The autocompletes that I did get were mostly good—files or arguments from my shell history—but I did get a few weird suggestions. I tried ssh and was suggested a bunch of hosts with names that were some base64-encoded junk. None of these appeared in my shell history of SSH config files.

I said I wasn’t going to look at any of the AI features, but then I connected to my server to see how the dialog command worked. The answer was that it wasn’t installed. Warp then said “✨ Insert suggested command: dig 13:02:20”. I don’t know how it made the leap in logic from “command not found” to “do a DNS lookup”, or why it wanted to suggest passing the current time to the DNS lookup—it was 1:02PM UTC when that suggestion popped up.

Warp is another example of how hard it is modernise things that directly interact with the underlying OS concepts. Perhaps Warp can partner with the nushell developers and reinvent the shell and terminal at the same time.

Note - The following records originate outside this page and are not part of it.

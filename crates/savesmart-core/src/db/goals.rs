//! Goal operations

use chrono::{DateTime, Utc};
use rusqlite::{params, OptionalExtension, Row};
use tracing::{info, warn};

use super::{add_days, format_date, parse_column, parse_date, parse_datetime, Database};
use crate::error::{Error, Result};
use crate::models::{
    clamp_necessity, Goal, GoalStatus, NewGoal, Recurrence, Reminder, DEFAULT_CATEGORY,
};

/// Days a goal stays snoozed when no duration is given
pub const DEFAULT_SNOOZE_DAYS: i64 = 10;

const GOAL_COLUMNS: &str =
    "id, title, price, emoji, image_path, category, necessity, created_at, target_date, status";

fn row_to_goal(row: &Row) -> rusqlite::Result<Goal> {
    let created_at: String = row.get(7)?;
    let target_date: Option<String> = row.get(8)?;
    let status: String = row.get(9)?;
    let necessity: i64 = row.get(6)?;

    Ok(Goal {
        id: row.get(0)?,
        title: row.get(1)?,
        price: row.get(2)?,
        emoji: row.get(3)?,
        image_path: row.get(4)?,
        category: row.get(5)?,
        necessity: clamp_necessity(necessity),
        created_at: parse_datetime(&created_at),
        target_date: target_date.as_deref().and_then(parse_date),
        status: parse_column(9, &status)?,
    })
}

fn non_blank(value: &Option<String>) -> Option<String> {
    value
        .as_deref()
        .map(str::trim)
        .filter(|v| !v.is_empty())
        .map(str::to_string)
}

impl Database {
    /// Add a goal, returning its id
    pub fn add_goal(&self, goal: &NewGoal) -> Result<i64> {
        goal.validate()?;

        let category = non_blank(&goal.category).unwrap_or_else(|| DEFAULT_CATEGORY.to_string());
        let necessity = clamp_necessity(goal.necessity);
        if i64::from(necessity) != goal.necessity {
            warn!(
                given = goal.necessity,
                stored = necessity,
                "Necessity out of range, clamped"
            );
        }

        let conn = self.conn()?;
        conn.execute(
            "INSERT INTO goals (title, price, emoji, image_path, category, necessity, target_date, status)
             VALUES (?, ?, ?, ?, ?, ?, ?, ?)",
            params![
                goal.title.trim(),
                goal.price,
                non_blank(&goal.emoji),
                non_blank(&goal.image_path),
                category,
                necessity,
                goal.target_date.map(format_date),
                GoalStatus::Active.as_str(),
            ],
        )?;

        let id = conn.last_insert_rowid();
        info!(goal_id = id, title = %goal.title.trim(), price = goal.price, "Goal added");
        Ok(id)
    }

    /// Get a goal by id, including deleted ones
    pub fn get_goal(&self, id: i64) -> Result<Option<Goal>> {
        let conn = self.conn()?;
        let goal = conn
            .query_row(
                &format!("SELECT {} FROM goals WHERE id = ?", GOAL_COLUMNS),
                params![id],
                row_to_goal,
            )
            .optional()?;
        Ok(goal)
    }

    /// Get a goal that has not been deleted, or fail with `NotFound`
    pub(crate) fn require_goal(&self, id: i64) -> Result<Goal> {
        match self.get_goal(id)? {
            Some(goal) if goal.status != GoalStatus::Deleted => Ok(goal),
            _ => Err(Error::NotFound(format!("Goal {}", id))),
        }
    }

    /// List goals newest first
    ///
    /// With no filter, every goal that is not deleted is returned.
    pub fn list_goals(&self, status: Option<GoalStatus>) -> Result<Vec<Goal>> {
        let conn = self.conn()?;

        let (sql, status_param) = match status {
            Some(s) => (
                format!("SELECT {} FROM goals WHERE status = ? ORDER BY id DESC", GOAL_COLUMNS),
                s.as_str(),
            ),
            None => (
                format!("SELECT {} FROM goals WHERE status != ? ORDER BY id DESC", GOAL_COLUMNS),
                GoalStatus::Deleted.as_str(),
            ),
        };

        let mut stmt = conn.prepare(&sql)?;
        let goals = stmt
            .query_map(params![status_param], row_to_goal)?
            .collect::<std::result::Result<Vec<_>, _>>()?;

        Ok(goals)
    }

    /// Change a goal's status
    pub fn update_goal_status(&self, id: i64, status: GoalStatus) -> Result<()> {
        let conn = self.conn()?;
        let updated = conn.execute(
            "UPDATE goals SET status = ? WHERE id = ?",
            params![status.as_str(), id],
        )?;

        if updated == 0 {
            return Err(Error::NotFound(format!("Goal {}", id)));
        }

        info!(goal_id = id, status = %status, "Goal status updated");
        Ok(())
    }

    /// Soft-delete a goal; its row and savings are kept
    pub fn delete_goal(&self, id: i64) -> Result<()> {
        self.update_goal_status(id, GoalStatus::Deleted)
    }

    /// Number of goals per status, deleted ones included
    pub fn count_goals_by_status(&self) -> Result<Vec<(GoalStatus, i64)>> {
        let conn = self.conn()?;
        let mut stmt =
            conn.prepare("SELECT status, COUNT(*) FROM goals GROUP BY status ORDER BY status")?;

        let counts = stmt
            .query_map([], |row| {
                let status: String = row.get(0)?;
                let status: GoalStatus = parse_column(0, &status)?;
                let count: i64 = row.get(1)?;
                Ok((status, count))
            })?
            .collect::<std::result::Result<Vec<_>, _>>()?;

        Ok(counts)
    }

    /// Put a goal aside: schedule a one-shot reminder and mark it snoozed
    pub fn snooze_goal(
        &self,
        goal_id: i64,
        days: Option<i64>,
        now: DateTime<Utc>,
    ) -> Result<Reminder> {
        let days = days.unwrap_or(DEFAULT_SNOOZE_DAYS);
        if days <= 0 {
            return Err(Error::InvalidData(format!(
                "snooze days must be positive, got {}",
                days
            )));
        }
        let remind_at = add_days(now, days)?;
        self.require_goal(goal_id)?;

        let reminder_id = self.set_reminder(goal_id, remind_at, Recurrence::None)?;
        self.update_goal_status(goal_id, GoalStatus::Snoozed)?;

        self.get_reminder(reminder_id)?
            .ok_or_else(|| Error::NotFound(format!("Reminder {}", reminder_id)))
    }
}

In the end I’m obviously not going to move away from using iTerm. Warp is solving a bunch of problems that I don’t have, and adding a whole suite of AI features that I have no interest in. If you are a fairly light terminal user, and get frustrated at editing commands in the traditional shell prompt, then maybe Warp is for you. Use my referral code so I can get a free t-shirt.

You get like 80% of the benefit of using Warp’s fancy editor by knowing that in the MacOS terminal, option-click will move the cursor around by sending the appropriate arrow keys to the shell.

  1. Who needs ad personalisation when you can just go directly to your target market? 

  2. If you skip over all the bits about how they render Rust on the GPU and stuff.